In the national televised debate, at the ALP campaign launch, and through the platform of numerous policy statements, Beazley consistently advanced the idea of a bilateral dialog with Indonesia built on interpersonal and professional relationships, at the level of government, the civil service and the military.
Beazley appeared to understand that what Australia needed was a real solution to the issue of asylum seekers that is both practical, effective and humane, not the "deputy sheriff", crisis management, ad hoc, and extremely costly approach of the Prime Minister John Howard.
To his credit Beazley was at pains to point out that any "solution" to the issue of asylum seekers that does not involve the full co-operation of Indonesia is no solution at all.
Interviewed in Sydney last month the newly appointed Indonesian envoy to Australia Sudjadnan Parnohadiningrat, suggested that such a process of engagement was not complicated.
It was just that there was a particular way of going about it. It was, according to the Ambassador, simply a matter of "determining how as neighbors we can help each other, and then finding the most appropriate process to facilitate this".
The question is, will a third Howard government have the foreign policy acumen to be able to secure Indonesia's full cooperation over border protection and then trade this off against a number of pressing needs President Megawati Soekarnoputri now finds herself confronted with?
For example this week the Indonesian leader expressed her concern over the possibility of foreign investors leaving Indonesia for security reasons. Megawati suggested Indonesia remained in dire need of foreign assistance, despite the country's wish to be self-reliant in raising development funds.
The head of state pointed out that foreign capital was badly needed for natural resources development and for generating new job opportunities.

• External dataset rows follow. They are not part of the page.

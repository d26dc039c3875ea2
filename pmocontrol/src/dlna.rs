//! Backend DLNA : pilotage d'un renderer UPnP AV par SOAP.
//!
//! - description du device récupérée sur `ip:port` (chemins connus)
//! - pistes servies au renderer à travers l'[`AudioProxy`]
//! - appels mutants sérialisés par `op_lock` ; les lectures concurrentes
//!   renvoient les dernières valeurs connues
//! - SetVolume espacés d'au moins `volume_debounce_ms`, envoyés sous le même
//!   verrou que les autres appels mutants

use std::time::Instant;

use async_trait::async_trait;
use tokio::sync::Mutex;
use tracing::{debug, info, warn};

use pmoconfig::DlnaConfig;
use pmoserver::AudioProxy;

use crate::avtransport_client::AvTransportClient;
use crate::backend::Backend;
use crate::capabilities::{CapabilityCache, DeviceCapability};
use crate::connection_manager_client::ConnectionManagerClient;
use crate::description::{DeviceDescription, fetch_description};
use crate::didl::build_track_metadata;
use crate::errors::{BackendAction, BackendError, ControlPointError, WithAction};
use crate::model::{BackendStatus, PositionSnapshot, Track, TransportState};
use crate::rendering_control_client::RenderingControlClient;
use crate::soap::SoapClient;

/// Dernières valeurs lues ou écrites sur le renderer.
#[derive(Debug, Clone)]
struct CachedState {
    status: BackendStatus,
    position: PositionSnapshot,
    volume: u8,
    /// Jeton du proxy pour la piste chargée.
    token: Option<String>,
}

impl Default for CachedState {
    fn default() -> Self {
        Self {
            status: BackendStatus {
                transport: TransportState::Stopped,
                position_ms: 0,
                duration_ms: None,
            },
            position: PositionSnapshot::default(),
            volume: 100,
            token: None,
        }
    }
}

pub struct DlnaBackend {
    description: DeviceDescription,
    avtransport: AvTransportClient,
    rendering: Option<RenderingControlClient>,
    connection_manager: Option<ConnectionManagerClient>,
    proxy: AudioProxy,
    cache: CapabilityCache,
    config: DlnaConfig,
    op_lock: Mutex<()>,
    state: Mutex<CachedState>,
    /// Instant du dernier SetVolume envoyé.
    last_volume_sent: Mutex<Option<Instant>>,
}

impl DlnaBackend {
    /// Récupère la description du renderer configuré et prépare les clients.
    pub async fn connect(
        config: &DlnaConfig,
        proxy: AudioProxy,
        cache: &CapabilityCache,
    ) -> Result<Self, BackendError> {
        if config.ip.trim().is_empty() {
            return Err(BackendError::new(
                BackendAction::Connect,
                ControlPointError::Description("backend.dlna.ip is not configured".to_string()),
            ));
        }

        let soap = SoapClient::new(config.request_timeout()).for_action(BackendAction::Connect)?;
        let description = fetch_description(
            soap.http(),
            config.ip.trim(),
            config.port,
            Some(config.description_path.as_str()),
        )
        .await
        .for_action(BackendAction::Connect)?;

        info!(
            "DLNA renderer '{}' ({} {}) found at {}",
            description.friendly_name,
            description.manufacturer,
            description.model_name,
            description.location
        );

        Ok(Self::from_description(description, soap, config, proxy, cache.clone()))
    }

    pub fn from_description(
        description: DeviceDescription,
        soap: SoapClient,
        config: &DlnaConfig,
        proxy: AudioProxy,
        cache: CapabilityCache,
    ) -> Self {
        let avtransport = AvTransportClient::new(
            description.avtransport.control_url.clone(),
            description.avtransport.service_type.clone(),
            soap.clone(),
        );
        let rendering = description.rendering_control.as_ref().map(|rc| {
            RenderingControlClient::new(rc.control_url.clone(), rc.service_type.clone(), soap.clone())
        });
        let connection_manager = description.connection_manager.as_ref().map(|cm| {
            ConnectionManagerClient::new(cm.control_url.clone(), cm.service_type.clone(), soap.clone())
        });

        Self {
            description,
            avtransport,
            rendering,
            connection_manager,
            proxy,
            cache,
            config: config.clone(),
            op_lock: Mutex::new(()),
            state: Mutex::new(CachedState::default()),
            last_volume_sent: Mutex::new(None),
        }
    }

    pub fn description(&self) -> &DeviceDescription {
        &self.description
    }

    fn max_native_volume(&self) -> u32 {
        if self.config.max_volume == 0 { 100 } else { self.config.max_volume }
    }

    fn to_native_volume(&self, volume: u8) -> u32 {
        let max = self.max_native_volume();
        (u32::from(volume.min(100)) * max + 50) / 100
    }

    fn to_logical_volume(&self, native: u32) -> u8 {
        let max = self.max_native_volume();
        ((native.min(max) * 100 + max / 2) / max).min(100) as u8
    }

    /// Un appel mutant est en cours.
    fn busy(&self) -> bool {
        self.op_lock.try_lock().is_err()
    }

    /// Attend que l'intervalle minimal depuis le dernier SetVolume soit écoulé.
    async fn wait_volume_slot(&self) {
        let remaining = self
            .last_volume_sent
            .lock()
            .await
            .map(|at| self.config.volume_debounce().saturating_sub(at.elapsed()))
            .unwrap_or_default();
        if !remaining.is_zero() {
            debug!(?remaining, "SetVolume rate limited");
            tokio::time::sleep(remaining).await;
        }
    }

    async fn detect_capabilities(&self) -> Result<DeviceCapability, ControlPointError> {
        let client = self.connection_manager.as_ref().ok_or_else(|| {
            ControlPointError::CapabilityDetection("no ConnectionManager service".to_string())
        })?;
        let info = client.get_protocol_info().await?;
        let mut caps = DeviceCapability::from_sink(&info.sink);
        caps.apply_device_overrides(&self.description.manufacturer, &self.description.model_name);
        Ok(caps)
    }

    async fn release_token(&self, token: Option<String>) {
        if let Some(token) = token {
            self.proxy.unregister(&token).await;
        }
    }
}

#[async_trait]
impl Backend for DlnaBackend {
    fn name(&self) -> &str {
        &self.description.friendly_name
    }

    fn fixed_volume(&self) -> bool {
        self.config.fixed_volume || self.rendering.is_none()
    }

    async fn load(&self, track: &Track) -> Result<(), BackendError> {
        let caps = self.get_capabilities().await?;
        let props = track.quality.properties();
        let protocol_info = caps.build_protocol_info(
            track.mime_type(),
            Some(props.sample_rate),
            Some(props.bit_depth),
        );

        let _guard = self.op_lock.lock().await;

        let url = self
            .proxy
            .register(&track.id, track.source.clone(), track.mime_type())
            .await;
        let token = url.rsplit('/').next().map(str::to_string);

        let metadata = match build_track_metadata(track, &url, &protocol_info) {
            Ok(m) => m,
            Err(e) => {
                self.release_token(token).await;
                return Err(BackendError::new(BackendAction::Load, e));
            }
        };

        debug!(track_id = %track.id, %url, %protocol_info, "SetAVTransportURI");
        if let Err(e) = self.avtransport.set_av_transport_uri(&url, &metadata).await {
            self.release_token(token).await;
            return Err(BackendError::new(BackendAction::Load, e));
        }

        let previous = {
            let mut state = self.state.lock().await;
            state.status = BackendStatus {
                transport: TransportState::Stopped,
                position_ms: 0,
                duration_ms: track.duration_ms,
            };
            state.position = PositionSnapshot::captured_now(0);
            std::mem::replace(&mut state.token, token)
        };
        self.release_token(previous).await;
        Ok(())
    }

    async fn play(&self) -> Result<(), BackendError> {
        let _guard = self.op_lock.lock().await;
        self.avtransport.play().await.for_action(BackendAction::Play)?;
        self.state.lock().await.status.transport = TransportState::Playing;
        Ok(())
    }

    async fn pause(&self) -> Result<(), BackendError> {
        let _guard = self.op_lock.lock().await;
        self.avtransport.pause().await.for_action(BackendAction::Pause)?;
        self.state.lock().await.status.transport = TransportState::Paused;
        Ok(())
    }

    async fn stop(&self) -> Result<(), BackendError> {
        let _guard = self.op_lock.lock().await;
        self.avtransport.stop().await.for_action(BackendAction::Stop)?;
        let mut state = self.state.lock().await;
        state.status.transport = TransportState::Stopped;
        state.status.position_ms = 0;
        state.position = PositionSnapshot::captured_now(0);
        Ok(())
    }

    async fn seek(&self, position_ms: u64) -> Result<(), BackendError> {
        let _guard = self.op_lock.lock().await;
        self.avtransport
            .seek_rel_time(position_ms)
            .await
            .for_action(BackendAction::Seek)?;
        let mut state = self.state.lock().await;
        state.status.position_ms = position_ms;
        state.position = PositionSnapshot::captured_now(position_ms);
        Ok(())
    }

    async fn set_volume(&self, volume: u8) -> Result<(), BackendError> {
        let volume = volume.min(100);
        let client = match &self.rendering {
            Some(client) if !self.config.fixed_volume => client,
            _ => {
                debug!(volume, "Fixed volume, SetVolume suppressed");
                return Ok(());
            }
        };
        let native = self.to_native_volume(volume);

        let _guard = self.op_lock.lock().await;
        self.wait_volume_slot().await;
        debug!(volume, native, "SetVolume");
        let result = client.set_volume(native).await;
        *self.last_volume_sent.lock().await = Some(Instant::now());
        result.for_action(BackendAction::SetVolume)?;
        self.state.lock().await.volume = volume;
        Ok(())
    }

    async fn get_volume(&self) -> Result<u8, BackendError> {
        if self.fixed_volume() {
            return Ok(100);
        }
        let Some(client) = &self.rendering else {
            return Ok(100);
        };
        if self.busy() {
            return Ok(self.state.lock().await.volume);
        }
        let native = client.get_volume().await.for_action(BackendAction::GetVolume)?;
        let volume = self.to_logical_volume(native);
        self.state.lock().await.volume = volume;
        Ok(volume)
    }

    async fn get_position(&self) -> Result<PositionSnapshot, BackendError> {
        if self.busy() {
            return Ok(self.state.lock().await.position);
        }
        let info = self
            .avtransport
            .get_position_info()
            .await
            .for_action(BackendAction::GetPosition)?;

        let mut state = self.state.lock().await;
        if let Some(rel_ms) = info.rel_time_ms {
            state.position = PositionSnapshot::captured_now(rel_ms);
            state.status.position_ms = rel_ms;
        }
        if info.track_duration_ms.is_some() {
            state.status.duration_ms = info.track_duration_ms;
        }
        Ok(state.position)
    }

    async fn get_status(&self) -> Result<BackendStatus, BackendError> {
        if self.busy() {
            return Ok(self.state.lock().await.status);
        }
        let transport = self
            .avtransport
            .get_transport_info()
            .await
            .for_action(BackendAction::GetStatus)?
            .transport_state();
        let info = self
            .avtransport
            .get_position_info()
            .await
            .for_action(BackendAction::GetStatus)?;

        let mut state = self.state.lock().await;
        state.status.transport = transport;
        if let Some(rel_ms) = info.rel_time_ms {
            state.status.position_ms = rel_ms;
            state.position = PositionSnapshot::captured_now(rel_ms);
        }
        if info.track_duration_ms.is_some() {
            state.status.duration_ms = info.track_duration_ms;
        }
        Ok(state.status)
    }

    async fn get_capabilities(&self) -> Result<DeviceCapability, BackendError> {
        let device_id = self.description.device_id().to_string();
        if let Some(caps) = self.cache.get(&device_id).await {
            return Ok(caps);
        }

        match self.detect_capabilities().await {
            Ok(caps) => {
                info!(
                    device = %self.description.friendly_name,
                    max_quality = %caps.max_quality(),
                    "Renderer capabilities detected"
                );
                self.cache.set(&device_id, caps.clone()).await;
                Ok(caps)
            }
            Err(e) => {
                warn!("Capability detection failed, assuming CD quality: {}", e);
                Ok(DeviceCapability::default())
            }
        }
    }

    async fn disconnect(&self) {
        let token = self.state.lock().await.token.take();
        self.release_token(token).await;
    }
}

As the only Western nation in the region, Australia is in a unique position to advocate as a neighbor and a friend for Indonesia in the areas of foreign aid and debt relief, to strengthen the institutions of democratic and secular government, to support Indonesia's territorial integrity and unity, to provide post-graduate education in every discipline, to assist with urban and telecommunications infrastructure improvement, with good governance programs, and corporate restructuring, (particularly in the wake of the disastrous Asian economic monetary crisis of 1997).
In terms of realpolitik the dynamic would then be for Indonesia to say, "thanks for the assistance, what can we now do for you in return?" (In Indonesian,membalas budi).
What Labor is suggesting is that not only can Indonesia stop the flow of most asylum seekers, but can also advocate on behalf of Australia in terms of regional trade opportunities, for example for expanded markets for our highly efficient food- producing sector. On the evidence thus far the Conservatives still do not understand that Indonesia needs a friend in the region, just as much as Australia does.
Writing for the Sydney Morning Herald last week, former prime minister Paul Keating observed that when a nation's leader changes, the country changes. Implicitly Keating was suggesting that the deterioration in Australia's relations with Indonesia can be dated from his electoral defeat in 1996, and is consequently the result of the low premium his successor places on regional diplomatic imperatives.
The question is, will there be a change in official Australian attitudes towards Indonesia; the answer is, there has to be.